Albireo – Storage Optimization Realized
In my last post, I gave the history of Albireo and I mentioned that we came to recognize seven key attributes that are absolute requirements for an integrated primary deduplication solution.
First, Albireo supports block, file and also new unified or converged storage platforms. By addressing all types of primary storage, we avoid leaving huge amounts of users’ data unoptimized. Additionally, next generation storage platforms put block and file data on the same underlying storage, and Albireo makes it possible to identify and deduplicate data across both.
Next, we uniquely provide the ability to scale deduplication across a pool of storage many petabytes in size, instead of limiting deduplication to smaller islands of a few terabytes. This is critical to delivering high rates of deduplication.
Further, Albireo delivers sub-file, content aware deduplication. Whole file single instancing just doesn’t cut it for common primary data files, like Office documents or virtual system images. Albireo can identify optimal boundaries in a variety of file types and then deduplicate segments as small as the storage can support. This delivers industry-leading deduplication efficiency to our partners.
As I explained in my last post, Albireo is successful because it is an embedded, integrated solution. Integrating directly with primary storage vendor’s technology, it leverages all their existing R&D. We also provide the capability for Albireo to be integrated as inline, post-process, or parallel deduplication, whichever matches the underlying storage platform the best. This means that there are no rough edges where features of the underlying storage are lost; the deduplication is transparent and automatic. Users may not even know that their storage is using Albireo for deduplication, except for the levels of savings and performance far beyond what anyone has seen before.
Finally, because Albireo is delivered as a software tool kit, it is integrated outside of the storage read path. Our technology solves the hardest parts of deduplication, namely sub-file duplicate identification, and then leverages existing vendor file and block system metadata for eliminating duplicates. Because of this, read operations only look at the file or block metadata without the need to consult our indexes, meaning we have no impact on performance, functionality, or data integrity. Even if our software is turned off, all user data remains accessible. This is completely unique in the industry.

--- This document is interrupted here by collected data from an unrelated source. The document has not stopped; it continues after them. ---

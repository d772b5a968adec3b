//! Row ordering for tables and views.

use crate::row::Row;
use core::cmp::Ordering;
use core::str::FromStr;
use tabula_core::{DataType, Value};

/// Sort direction.
#[derive(Clone, Copy, Debug, Default, PartialEq, Eq, Hash)]
pub enum SortOrder {
    /// Smallest first.
    #[default]
    Asc,
    /// Largest first.
    Desc,
}

impl SortOrder {
    /// Applies this order to a comparison result.
    #[inline]
    pub fn apply(&self, ord: Ordering) -> Ordering {
        match self {
            SortOrder::Asc => ord,
            SortOrder::Desc => ord.reverse(),
        }
    }
}

impl FromStr for SortOrder {
    type Err = String;

    fn from_str(s: &str) -> Result<Self, Self::Err> {
        match s.to_ascii_lowercase().as_str() {
            "asc" => Ok(SortOrder::Asc),
            "desc" => Ok(SortOrder::Desc),
            other => Err(format!("unknown sort order: {}", other)),
        }
    }
}

/// One key of a multi-column sort.
#[derive(Clone, Debug, PartialEq, Eq)]
pub struct SortCriterion {
    pub column: String,
    pub order: SortOrder,
}

impl SortCriterion {
    pub fn new(column: impl Into<String>, order: SortOrder) -> Self {
        Self {
            column: column.into(),
            order,
        }
    }

    pub fn asc(column: impl Into<String>) -> Self {
        Self::new(column, SortOrder::Asc)
    }

    pub fn desc(column: impl Into<String>) -> Self {
        Self::new(column, SortOrder::Desc)
    }
}

impl From<&str> for SortCriterion {
    fn from(column: &str) -> Self {
        Self::asc(column)
    }
}

/// Orders nulls after every non-null value, whatever the direction; `cmp`
/// decides between two non-null values and is then directed by `order`.
pub fn nulls_last<F>(a: &Value, b: &Value, order: SortOrder, cmp: F) -> Ordering
where
    F: FnOnce(&Value, &Value) -> Ordering,
{
    match (a.is_null(), b.is_null()) {
        (true, true) => Ordering::Equal,
        (true, false) => Ordering::Greater,
        (false, true) => Ordering::Less,
        (false, false) => order.apply(cmp(a, b)),
    }
}

/// Compares two cell values of a column declared as `data_type`.
///
/// Number columns compare numerically, date columns by timestamp and every
/// other column by the display form of its values.
pub fn compare_typed(a: &Value, b: &Value, data_type: Option<DataType>, order: SortOrder) -> Ordering {
    nulls_last(a, b, order, |a, b| match data_type {
        Some(DataType::Number) => a.sort_cmp(b),
        Some(DataType::Date) => match (a.timestamp_millis(), b.timestamp_millis()) {
            (Some(x), Some(y)) => x.cmp(&y),
            _ => a.sort_cmp(b),
        },
        _ => locale_cmp(&a.to_string(), &b.to_string()),
    })
}

/// Case-folded string comparison; the raw strings break ties so the order
/// stays total.
pub fn locale_cmp(a: &str, b: &str) -> Ordering {
    a.to_lowercase()
        .cmp(&b.to_lowercase())
        .then_with(|| a.cmp(b))
}

/// Compares two rows on the value of one column.
pub(crate) fn compare_rows(
    a: &Row,
    b: &Row,
    column: &str,
    data_type: Option<DataType>,
    order: SortOrder,
) -> Ordering {
    let null = Value::Null;
    let x = a.get(column).unwrap_or(&null);
    let y = b.get(column).unwrap_or(&null);
    compare_typed(x, y, data_type, order)
}

#[cfg(test)]
mod tests {
    use super::*;

    #[test]
    fn test_sort_order_parse() {
        assert_eq!("ASC".parse::<SortOrder>(), Ok(SortOrder::Asc));
        assert_eq!("desc".parse::<SortOrder>(), Ok(SortOrder::Desc));
        assert!("up".parse::<SortOrder>().is_err());
        assert_eq!(SortOrder::default(), SortOrder::Asc);
    }

    #[test]
    fn test_nulls_last_both_directions() {
        let one = Value::from(1);
        for order in [SortOrder::Asc, SortOrder::Desc] {
            assert_eq!(
                compare_typed(&Value::Null, &one, Some(DataType::Number), order),
                Ordering::Greater
            );
            assert_eq!(
                compare_typed(&one, &Value::Null, Some(DataType::Number), order),
                Ordering::Less
            );
        }
    }

    #[test]
    fn test_numeric_vs_string_compare() {
        let (a, b) = (Value::from(9), Value::from(10));
        assert_eq!(compare_typed(&a, &b, Some(DataType::Number), SortOrder::Asc), Ordering::Less);
        assert_eq!(compare_typed(&a, &b, Some(DataType::Number), SortOrder::Desc), Ordering::Greater);
        // Display forms: "9" > "10".
        assert_eq!(compare_typed(&a, &b, Some(DataType::String), SortOrder::Asc), Ordering::Greater);
    }

    #[test]
    fn test_locale_cmp_folds_case() {
        assert_eq!(locale_cmp("apple", "Banana"), Ordering::Less);
        assert_eq!(locale_cmp("b", "B"), Ordering::Greater);
        assert_eq!(locale_cmp("same", "same"), Ordering::Equal);
    }

    #[test]
    fn test_date_compare_by_timestamp() {
        let early = Value::date_from_millis(1_000).unwrap();
        let late = Value::date_from_millis(2_000).unwrap();
        assert_eq!(
            compare_typed(&early, &late, Some(DataType::Date), SortOrder::Asc),
            Ordering::Less
        );
    }
}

I’m extremely excited to be able to now talk publicly about Albireo and the deduplication benefits it provides to existing primary storage technologies. We’ve been focused on this for the past year, and the success of our partners’ integration efforts has confirmed the ease of integration and technological power of the Albireo toolkit. Through our partners users will be using this soon, and I’m sure that they’ll be pleased with the results.